Analysis of Nanoporous Semiconductor Film Thickness Effect on Short Circuit Current Density of β-Carotene Dye based DSSC: Theoretical and Experimental Approach

Solehudin Solehudin, Markus Diantoro, Arif Hidayat


Dye-sensitized solar cells (DSSC) made of TiO2 have received increasing attention since O’Regan and Gratzel published their work in Nature in 1991 [1]. Some studies have been conducted to determine the effect of the TiO2 electrode thickness on the DSSC performance. Nevertheless, the effect of the electrode thickness on the J–V characteristics, especially the short circuit current density (Jsc), has not been adequately addressed. Therefore, in this investigation, parametric analyses were conducted to study the DSSC electrode thickness effect on Jsc. Diffusion model was used to derive the equation of nanoporous semiconductor film thickness (d) dependence on Jsc. TiO2 paste was prepared using same method as Ref. [2]. The cells I-V curve were characterized using a computerized digital multi-meter (Keithley 2400) with a variable load.
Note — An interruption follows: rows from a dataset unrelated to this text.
//! PostgreSQL mapper: introspects one schema through information_schema and runs the CRUD
//! primitives as parameterized statements.

use crate::config::{Entity, EntityMetadata, FieldMetadata, FieldType, RelationMetadata};
use crate::error::MapperError;
use crate::mapper::{Filter, FindOptions, Mapper, Row};
use crate::sql::{self, quoted, PgBindValue, PgTable, QueryBuf};
use async_trait::async_trait;
use serde_json::Value;
use sqlx::postgres::PgRow;
use sqlx::PgPool;
use std::collections::{BTreeMap, HashMap};

/// Applied when a list request carries no `limit`.
pub const DEFAULT_LIMIT: u64 = 100;
pub const MAX_LIMIT: u64 = 1000;

const COLUMNS_SQL: &str = r#"
SELECT c.table_name::text, c.column_name::text, c.data_type::text, c.udt_schema::text, c.udt_name::text,
       (c.is_nullable = 'YES') AS nullable,
       (c.column_default IS NOT NULL OR c.is_identity = 'YES') AS has_default
FROM information_schema.columns c
JOIN information_schema.tables t ON t.table_schema = c.table_schema AND t.table_name = c.table_name
WHERE c.table_schema = $1 AND t.table_type = 'BASE TABLE'
ORDER BY c.table_name, c.ordinal_position
"#;

const PRIMARY_KEYS_SQL: &str = r#"
SELECT tc.table_name::text, kcu.column_name::text
FROM information_schema.table_constraints tc
JOIN information_schema.key_column_usage kcu
  ON kcu.constraint_schema = tc.constraint_schema
 AND kcu.constraint_name = tc.constraint_name
 AND kcu.table_name = tc.table_name
WHERE tc.table_schema = $1 AND tc.constraint_type = 'PRIMARY KEY'
ORDER BY tc.table_name, kcu.ordinal_position
"#;

const FOREIGN_KEYS_SQL: &str = r#"
SELECT kcu.table_name::text, kcu.constraint_name::text, kcu.column_name::text,
       ccu.table_name::text, ccu.column_name::text
FROM information_schema.table_constraints tc
JOIN information_schema.key_column_usage kcu
  ON kcu.constraint_schema = tc.constraint_schema
 AND kcu.constraint_name = tc.constraint_name
 AND kcu.table_name = tc.table_name
JOIN information_schema.constraint_column_usage ccu
  ON ccu.constraint_schema = tc.constraint_schema
 AND ccu.constraint_name = tc.constraint_name
WHERE tc.table_schema = $1 AND tc.constraint_type = 'FOREIGN KEY' AND ccu.table_schema = $1
ORDER BY kcu.table_name, kcu.constraint_name
"#;

type ColumnRow = (String, String, String, String, String, bool, bool);
type ForeignKeyRow = (String, String, String, String, String);

pub struct PgMapper {
    pool: PgPool,
    metadata: Vec<EntityMetadata>,
    tables: HashMap<String, PgTable>,
}

/// Parameter cast for a column; user-defined types are schema-qualified.
fn cast_type(data_type: &str, udt_schema: &str, udt_name: &str) -> String {
    match data_type {
        "USER-DEFINED" => format!("{}.{}", quoted(udt_schema), quoted(udt_name)),
        "ARRAY" => format!("{}[]", udt_name.trim_start_matches('_')),
        _ => udt_name.to_string(),
    }
}

fn field_type(data_type: &str, udt_name: &str) -> FieldType {
    match data_type {
        "USER-DEFINED" | "ARRAY" => FieldType::String,
        _ => FieldType::from_sql(udt_name),
    }
}

fn map_db_error(err: sqlx::Error) -> MapperError {
    if let Some(db) = err.as_database_error() {
        if let Some(mapped) = db.code().and_then(|code| classify_sqlstate(&code, db.message())) {
            return mapped;
        }
    }
    MapperError::Db(err)
}

/// Class 22 is a data exception (bad input for the column type), class 23 an integrity
/// constraint violation.
fn classify_sqlstate(code: &str, message: &str) -> Option<MapperError> {
    match code.get(..2) {
        Some("22") => Some(MapperError::InvalidValue(message.to_string())),
        Some("23") => Some(MapperError::Constraint(message.to_string())),
        _ => None,
    }
}

impl PgMapper {
    /// Introspect `schema` and keep every base table with a single-column primary key.
    pub async fn connect(pool: PgPool, schema: &str) -> Result<Self, MapperError> {
        let columns: Vec<ColumnRow> = sqlx::query_as(COLUMNS_SQL).bind(schema).fetch_all(&pool).await?;
        let primary_keys: Vec<(String, String)> =
            sqlx::query_as(PRIMARY_KEYS_SQL).bind(schema).fetch_all(&pool).await?;
        let foreign_keys: Vec<ForeignKeyRow> =
            sqlx::query_as(FOREIGN_KEYS_SQL).bind(schema).fetch_all(&pool).await?;

        let mut pk_columns: HashMap<String, Vec<String>> = HashMap::new();
        for (table, column) in primary_keys {
            pk_columns.entry(table).or_default().push(column);
        }

        let mut by_table: BTreeMap<String, (Vec<FieldMetadata>, HashMap<String, String>)> = BTreeMap::new();
        for (table, column, data_type, udt_schema, udt_name, nullable, has_default) in columns {
            let entry = by_table.entry(table).or_default();
            let mut field = FieldMetadata::new(&column, field_type(&data_type, &udt_name));
            field.nullable = nullable;
            field.has_default = has_default;
            entry.1.insert(column, cast_type(&data_type, &udt_schema, &udt_name));
            entry.0.push(field);
        }

        let mut kept: BTreeMap<String, EntityMetadata> = BTreeMap::new();
        let mut tables = HashMap::new();
        for (table, (fields, casts)) in by_table {
            let pk = match pk_columns.get(&table).map(Vec::as_slice) {
                Some([pk]) => pk.clone(),
                Some(_) => {
                    tracing::warn!(table = %table, "composite primary key, table not exposed");
                    continue;
                }
                None => {
                    tracing::warn!(table = %table, "no primary key, table not exposed");
                    continue;
                }
            };
            let mut meta = EntityMetadata::new(&table, &pk);
            meta.fields = fields;
            tables.insert(
                table.clone(),
                PgTable {
                    schema: schema.to_string(),
                    table: table.clone(),
                    casts,
                },
            );
            kept.insert(table, meta);
        }

        let mut constraints: BTreeMap<(String, String), Vec<(String, String, String)>> = BTreeMap::new();
        for (table, constraint, column, target, target_column) in foreign_keys {
            constraints
                .entry((table, constraint))
                .or_default()
                .push((column, target, target_column));
        }
        for ((table, constraint), columns) in constraints {
            let [(column, target, target_column)] = columns.as_slice() else {
                tracing::debug!(table = %table, constraint = %constraint, "multi-column foreign key ignored");
                continue;
            };
            if !kept.contains_key(target) {
                continue;
            }
            if let Some(meta) = kept.get_mut(&table) {
                if meta.relations.iter().any(|r| &r.field == column) {
                    continue;
                }
                meta.relations.push(RelationMetadata {
                    field: column.clone(),
                    entity: target.clone(),
                    referenced_field: Some(target_column.clone()),
                });
            }
        }

        let metadata: Vec<EntityMetadata> = kept.into_values().collect();
        tracing::info!(schema = %schema, tables = metadata.len(), "introspected database schema");
        Ok(PgMapper { pool, metadata, tables })
    }

    fn table(&self, entity: &Entity) -> Result<&PgTable, MapperError> {
        self.tables
            .get(&entity.name)
            .ok_or_else(|| MapperError::UnknownEntity(entity.name.clone()))
    }

    async fn fetch_optional(&self, entity: &Entity, q: &QueryBuf) -> Result<Option<Row>, MapperError> {
        tracing::debug!(sql = %q.sql, params = ?q.params, "query");
        let mut query = sqlx::query(&q.sql);
        for p in &q.params {
            query = query.bind(PgBindValue::from_json(p));
        }
        let row = query.fetch_optional(&self.pool).await.map_err(map_db_error)?;
        row.map(|r| row_to_json(entity, &r)).transpose()
    }

    async fn fetch_all(&self, entity: &Entity, q: &QueryBuf) -> Result<Vec<Row>, MapperError> {
        tracing::debug!(sql = %q.sql, params = ?q.params, "query");
        let mut query = sqlx::query(&q.sql);
        for p in &q.params {
            query = query.bind(PgBindValue::from_json(p));
        }
        let rows = query.fetch_all(&self.pool).await.map_err(map_db_error)?;
        rows.iter().map(|r| row_to_json(entity, r)).collect()
    }
}

/// Decode a row produced by the builder's select list.
fn row_to_json(entity: &Entity, row: &PgRow) -> Result<Row, MapperError> {
    let mut map = Row::new();
    for field in &entity.fields {
        map.insert(field.name.clone(), cell_to_value(row, &field.name, field.field_type)?);
    }
    Ok(map)
}

fn cell_to_value(row: &PgRow, name: &str, field_type: FieldType) -> Result<Value, MapperError> {
    use sqlx::Row as _;
    let value = match field_type {
        FieldType::Integer => row.try_get::<Option<i64>, _>(name)?.map(Value::from),
        FieldType::Number => row
            .try_get::<Option<f64>, _>(name)?
            .and_then(serde_json::Number::from_f64)
            .map(Value::Number),
        FieldType::Boolean => row.try_get::<Option<bool>, _>(name)?.map(Value::Bool),
        FieldType::String | FieldType::Timestamp | FieldType::Date | FieldType::Uuid => {
            row.try_get::<Option<String>, _>(name)?.map(Value::String)
        }
    };
    Ok(value.unwrap_or(Value::Null))
}

#[async_trait]
impl Mapper for PgMapper {
    async fn entities(&self) -> Result<Vec<EntityMetadata>, MapperError> {
        Ok(self.metadata.clone())
    }

    async fn insert(&self, entity: &Entity, values: Row) -> Result<Row, MapperError> {
        let q = sql::insert(entity, self.table(entity)?, &values);
        self.fetch_optional(entity, &q)
            .await?
            .ok_or(MapperError::Db(sqlx::Error::RowNotFound))
    }

    async fn find_by_id(&self, entity: &Entity, id: &Value) -> Result<Option<Row>, MapperError> {
        let q = sql::select_by_id(entity, self.table(entity)?, id);
        self.fetch_optional(entity, &q).await
    }

    async fn find(&self, entity: &Entity, options: &FindOptions) -> Result<Vec<Row>, MapperError> {
        let mut options = options.clone();
        options.limit = Some(options.limit.unwrap_or(DEFAULT_LIMIT).min(MAX_LIMIT));
        let q = sql::select_list(entity, self.table(entity)?, &options);
        self.fetch_all(entity, &q).await
    }

    async fn count(&self, entity: &Entity, filters: &[Filter]) -> Result<u64, MapperError> {
        let q = sql::count(self.table(entity)?, filters);
        tracing::debug!(sql = %q.sql, params = ?q.params, "query");
        let mut query = sqlx::query_scalar::<_, i64>(&q.sql);
        for p in &q.params {
            query = query.bind(PgBindValue::from_json(p));
        }
        let n = query.fetch_one(&self.pool).await.map_err(map_db_error)?;
        Ok(u64::try_from(n).unwrap_or(0))
    }

    async fn update_by_id(&self, entity: &Entity, id: &Value, values: Row) -> Result<Option<Row>, MapperError> {
        let q = sql::update(entity, self.table(entity)?, id, &values);
        self.fetch_optional(entity, &q).await
    }

    async fn delete_by_id(&self, entity: &Entity, id: &Value) -> Result<Option<Row>, MapperError> {
        let q = sql::delete(entity, self.table(entity)?, id);
        self.fetch_optional(entity, &q).await
    }
}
The cells short circuit current (Jsc) data gotten from the I-V characterization were plotted as the function of the thickness of TiO2 films. The result of the data plot was then compared and fitted with the theoretical modelling result. It is apparent that the DSSC performance largely depends on the TiO2 film thickness. The results was also showed that the diffusion model provided good approximation to describe the dependence of Jsc on the film thickness of DSSC.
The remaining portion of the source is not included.